* [What is expected] Using the data beneath, show every line that includes the word "tokio".

* [Saved entries]
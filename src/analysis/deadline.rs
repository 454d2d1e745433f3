//! Race a future against a deadline.

use std::future::Future;
use std::time::Duration;

use tokio::task::JoinError;

/// Which side of the race settled first.
#[derive(Debug)]
pub enum Raced<T> {
    /// The operation finished (or its task died) before the deadline.
    Settled(Result<T, JoinError>),
    /// The deadline fired first. The operation was aborted and its result dropped.
    DeadlineElapsed,
}

/// Run `operation` on its own task and wait for it or `deadline`, whichever comes first.
///
/// On timeout the task is aborted, so a late result can never be observed.
pub async fn with_deadline<F>(operation: F, deadline: Duration) -> Raced<F::Output>
where
    F: Future + Send + 'static,
    F::Output: Send + 'static,
{
    let mut task = tokio::spawn(operation);

    tokio::select! {
        biased;
        joined = &mut task => Raced::Settled(joined),
        _ = tokio::time::sleep(deadline) => {
            task.abort();
            Raced::DeadlineElapsed
        }
    }
}
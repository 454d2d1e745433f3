//! Persona Insight: profile analysis client core.

pub mod analysis;
pub mod config;
pub mod error;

* [Finished task]
use tokio::task::JoinError;
    let mut task = tokio::spawn(operation);
    tokio::select! {
        _ = tokio::time::sleep(deadline) => {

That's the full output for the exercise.